Negocios

Cinco errores que pueden hacer fracasar una cita de negocio antes de empezar

Una cita de negocio puede perderse antes de empezar. Econexia identifica cinco errores que afectan la preparación, la negociación y el seguimiento comercial.
Lunes, Agosto 24, 2026

Una cita de negocio puede perder valor incluso antes de comenzar. Llegar con un discurso genérico, desconocer a la contraparte o no tener claridad sobre precios, capacidad de respuesta y tiempos de entrega puede convertir una oportunidad comercial en una reunión sin continuidad.

A partir de su experiencia en ruedas de negocio, Econexia identifica cinco errores frecuentes que afectan la preparación, el desarrollo y el seguimiento de una reunión comercial.

Llegar con el mismo discurso para todos

Un comprador, un distribuidor y un proveedor no tienen los mismos intereses. Presentar la historia completa de la empresa sin adaptar el mensaje puede hacer que la conversación pierda relevancia. La preparación debería partir de tres preguntas: qué problema se puede resolver, qué necesidad tiene la contraparte y cuál es el beneficio concreto de la propuesta.

“Una buena cita no comienza con todo lo que la empresa quiere contar, sino con aquello que la contraparte necesita entender”, afirmó Diego Laverde, gerente de Negocios Internacionales de Corferias y vocero de Econexia.

No investigar a la contraparte

Desconocer la actividad, canales, mercados o portafolio de la empresa con la que se tendrá la reunión puede limitar la conversación desde el inicio.

Una revisión previa del sitio web, líneas de negocio, mercados atendidos y noticias recientes puede ser suficiente para identificar si la compañía busca proveedores, productos terminados, servicios especializados, representación comercial o alianzas.

Ese trabajo también ayuda a evitar propuestas que no corresponden a las necesidades reales del interlocutor.

No tener claridad sobre precios, capacidad y tiempos de entrega

Una propuesta puede perder credibilidad si la empresa no sabe cuánto puede producir, en qué plazo puede entregar o bajo qué condiciones comerciales puede operar.

Antes de la cita conviene tener definidos rangos de precios, capacidad instalada, cobertura geográfica, tiempos de respuesta, condiciones de pago y restricciones. En productos regulados o destinados a mercados internacionales, también deben estar claros registros, certificaciones y requisitos técnicos.

“No es necesario llegar con una negociación completamente cerrada, pero sí demostrar que la empresa conoce su operación y puede responder responsablemente ante una oportunidad”, señaló Laverde.

Presentar todo el portafolio y no escuchar

Intentar mostrar todos los productos o servicios puede saturar la conversación y dificultar que la contraparte identifique dónde está el valor.

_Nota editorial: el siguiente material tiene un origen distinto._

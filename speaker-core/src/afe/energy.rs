//! Software AFE engine: RMS voice activity with hysteresis, no models.
//!
//! ## Algorithm
//!
//! 1. Pick the first `M` channel out of each interleaved feed chunk.
//! 2. Compute its level in dBFS.
//! 3. Count consecutive loud and quiet time. The VAD flips to `Speech` once
//!    loud time reaches `min_speech_ms` and back to `Silence` once quiet time
//!    reaches `min_noise_ms`. In between it holds its last decision.
//! 4. Queue the mic channel with the decision for `fetch`.
//!
//! Wake words are never detected on their own; [`EnergyAfe::trigger_wakeup`]
//! marks the next queued chunk as a detection.

use std::sync::atomic::{AtomicBool, Ordering};
use std::time::Duration;

use crossbeam_channel::{bounded, Receiver, Sender, TrySendError};
use parking_lot::Mutex;
use tracing::{debug, info, warn};

use super::{AfeEngine, AfeFeature, AfeFeatures, FetchResult, VadState, WakeupState};
use crate::audio::rms_dbfs;
use crate::error::{Result, SpeakerError};

#[derive(Debug, Clone)]
pub struct EnergyAfeConfig {
    /// One letter per interleaved channel: `M` mic, `R` playback reference,
    /// `N` unused. Default: `"M"`.
    pub input_format: String,
    /// Samples per channel per feed. Default: 512.
    pub chunk_size: usize,
    /// Default: 16000.
    pub sample_rate: u32,
    /// Level at or above which a chunk counts as loud. Default: -40 dBFS.
    pub threshold_dbfs: f32,
    /// Default: 128 ms.
    pub min_speech_ms: u32,
    /// Default: 1000 ms.
    pub min_noise_ms: u32,
    /// Fetched chunks kept before the oldest is dropped. Default: 8.
    pub queue_depth: usize,
    /// Features enabled at creation. Default: wake word and VAD.
    pub features: AfeFeatures,
}

impl Default for EnergyAfeConfig {
    fn default() -> Self {
        Self {
            input_format: "M".into(),
            chunk_size: 512,
            sample_rate: 16_000,
            threshold_dbfs: -40.0,
            min_speech_ms: 128,
            min_noise_ms: 1000,
            queue_depth: 8,
            features: AfeFeatures {
                wakeup: true,
                vad: true,
                ..AfeFeatures::default()
            },
        }
    }
}

#[derive(Debug, Default)]
struct Detector {
    state: VadState,
    loud_ms: u32,
    quiet_ms: u32,
}

impl Detector {
    fn classify(&mut self, loud: bool, chunk_ms: u32, cfg: &EnergyAfeConfig) -> VadState {
        if loud {
            self.loud_ms = self.loud_ms.saturating_add(chunk_ms);
            self.quiet_ms = 0;
            if self.loud_ms >= cfg.min_speech_ms {
                self.state = VadState::Speech;
            }
        } else {
            self.quiet_ms = self.quiet_ms.saturating_add(chunk_ms);
            self.loud_ms = 0;
            if self.quiet_ms >= cfg.min_noise_ms {
                self.state = VadState::Silence;
            }
        }
        self.state
    }
}

pub struct EnergyAfe {
    config: EnergyAfeConfig,
    channels: usize,
    mic_channel: usize,
    chunk_ms: u32,
    detector: Mutex<Detector>,
    features: Mutex<AfeFeatures>,
    wake_pending: AtomicBool,
    tx: Sender<FetchResult>,
    rx: Receiver<FetchResult>,
}

impl EnergyAfe {
    /// # Errors
    /// `InvalidArgument` when the input format has no mic channel or a
    /// size field is zero.
    pub fn new(config: EnergyAfeConfig) -> Result<Self> {
        let channels = config.input_format.len();
        let mic_channel = config
            .input_format
            .chars()
            .position(|c| c == 'M')
            .ok_or_else(|| {
                SpeakerError::InvalidArgument(format!(
                    "input format {:?} has no mic channel",
                    config.input_format
                ))
            })?;
        if config.chunk_size == 0 || config.sample_rate == 0 || config.queue_depth == 0 {
            return Err(SpeakerError::InvalidArgument(
                "chunk size, sample rate and queue depth must be non-zero".into(),
            ));
        }
        let chunk_ms = (config.chunk_size as u64 * 1000 / u64::from(config.sample_rate)) as u32;
        let (tx, rx) = bounded(config.queue_depth);
        info!(
            format = config.input_format.as_str(),
            channels,
            mic_channel,
            chunk = config.chunk_size,
            chunk_ms,
            threshold = config.threshold_dbfs,
            "energy AFE created"
        );
        Ok(Self {
            features: Mutex::new(config.features),
            channels,
            mic_channel,
            chunk_ms,
            detector: Mutex::new(Detector::default()),
            wake_pending: AtomicBool::new(false),
            tx,
            rx,
            config,
        })
    }

    fn push(&self, result: FetchResult) {
        match self.tx.try_send(result) {
            Ok(()) => {}
            Err(TrySendError::Full(result)) => {
                let _ = self.rx.try_recv();
                warn!("AFE result queue full, dropped oldest chunk");
                let _ = self.tx.try_send(result);
            }
            Err(TrySendError::Disconnected(_)) => {}
        }
    }
}

impl AfeEngine for EnergyAfe {
    fn feed_channel_num(&self) -> usize {
        self.channels
    }

    fn feed_chunk_size(&self) -> usize {
        self.config.chunk_size
    }

    fn fetch_chunk_size(&self) -> usize {
        self.config.chunk_size
    }

    fn init_features(&self) -> AfeFeatures {
        self.config.features
    }

    fn feed(&self, data: &[i16]) -> Result<()> {
        let expected = self.channels * self.config.chunk_size;
        if data.len() != expected {
            return Err(SpeakerError::InvalidArgument(format!(
                "feed of {} samples, expected {expected}",
                data.len()
            )));
        }
        let mic: Vec<i16> = data
            .iter()
            .skip(self.mic_channel)
            .step_by(self.channels)
            .copied()
            .collect();
        let volume_db = rms_dbfs(&mic);
        let features = *self.features.lock();

        let vad = if features.vad {
            let loud = volume_db >= self.config.threshold_dbfs;
            self.detector.lock().classify(loud, self.chunk_ms, &self.config)
        } else {
            VadState::Silence
        };
        let woke = self.wake_pending.swap(false, Ordering::SeqCst);
        let (wakeup, index) = if woke {
            (WakeupState::Detected, 1)
        } else {
            (WakeupState::NotDetected, 0)
        };

        self.push(FetchResult {
            data: mic,
            vad,
            wakeup,
            wake_word_index: index,
            model_index: index,
            volume_db,
        });
        Ok(())
    }

    fn fetch(&self, timeout: Duration) -> Option<FetchResult> {
        self.rx.recv_timeout(timeout).ok()
    }

    fn enable_feature(&self, feature: AfeFeature, on: bool) -> Result<bool> {
        let mut features = self.features.lock();
        let now_on = match feature {
            AfeFeature::WakeNet => {
                features.wakeup = on;
                on
            }
            AfeFeature::Vad => {
                features.vad = on;
                on
            }
            // No echo canceller or speech enhancement in software.
            AfeFeature::Aec | AfeFeature::Se => false,
        };
        debug!(?feature, on, now_on, "energy AFE feature");
        Ok(now_on)
    }

    fn reset_vad(&self) {
        *self.detector.lock() = Detector::default();
    }

    fn trigger_wakeup(&self) {
        self.wake_pending.store(true, Ordering::SeqCst);
    }
}

impl std::fmt::Debug for EnergyAfe {
    fn fmt(&self, f: &mut std::fmt::Formatter<'_>) -> std::fmt::Result {
        f.debug_struct("EnergyAfe")
            .field("input_format", &self.config.input_format)
            .field("chunk_size", &self.config.chunk_size)
            .field("features", &*self.features.lock())
            .field("queued", &self.rx.len())
            .finish_non_exhaustive()
    }
}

La recomendación es seleccionar las soluciones más pertinentes, hacer preguntas y escuchar cómo compra la otra empresa, qué problemas enfrenta y qué condiciones exige.

En algunos casos, la mejor oportunidad no será una venta directa, sino una posibilidad de distribución, proveeduría, producción conjunta, maquila, licenciamiento o desarrollo de una solución adaptada.

Terminar la reunión sin definir el siguiente paso

Uno de los errores más frecuentes aparece al final de la cita. Intercambiar tarjetas o enviar un catálogo no garantiza continuidad. Antes de cerrar la conversación conviene acordar una acción concreta: enviar una cotización, compartir una muestra, ampliar información técnica, programar una segunda reunión o vincular a otra persona del equipo.

También es recomendable fijar un plazo y dejar por escrito los compromisos asumidos.

“El éxito no siempre se mide por una venta cerrada durante la cita. También puede estar en identificar un interés, validar una propuesta, comprender una necesidad o establecer una relación que madure después”, concluyó Diego Laverde.

Una cita de negocio empieza mucho antes de la reunión

La preparación comercial pesa tanto como la conversación misma.

Conocer a la contraparte, ajustar el mensaje, dominar las condiciones de operación y salir con un siguiente paso claro puede marcar la diferencia entre una reunión que termina en un intercambio de contactos y una que realmente avanza hacia una oportunidad de negocio.

En ruedas empresariales, la cantidad de reuniones puede abrir puertas, pero la calidad de la preparación es la que define cuántas de esas puertas siguen abiertas después.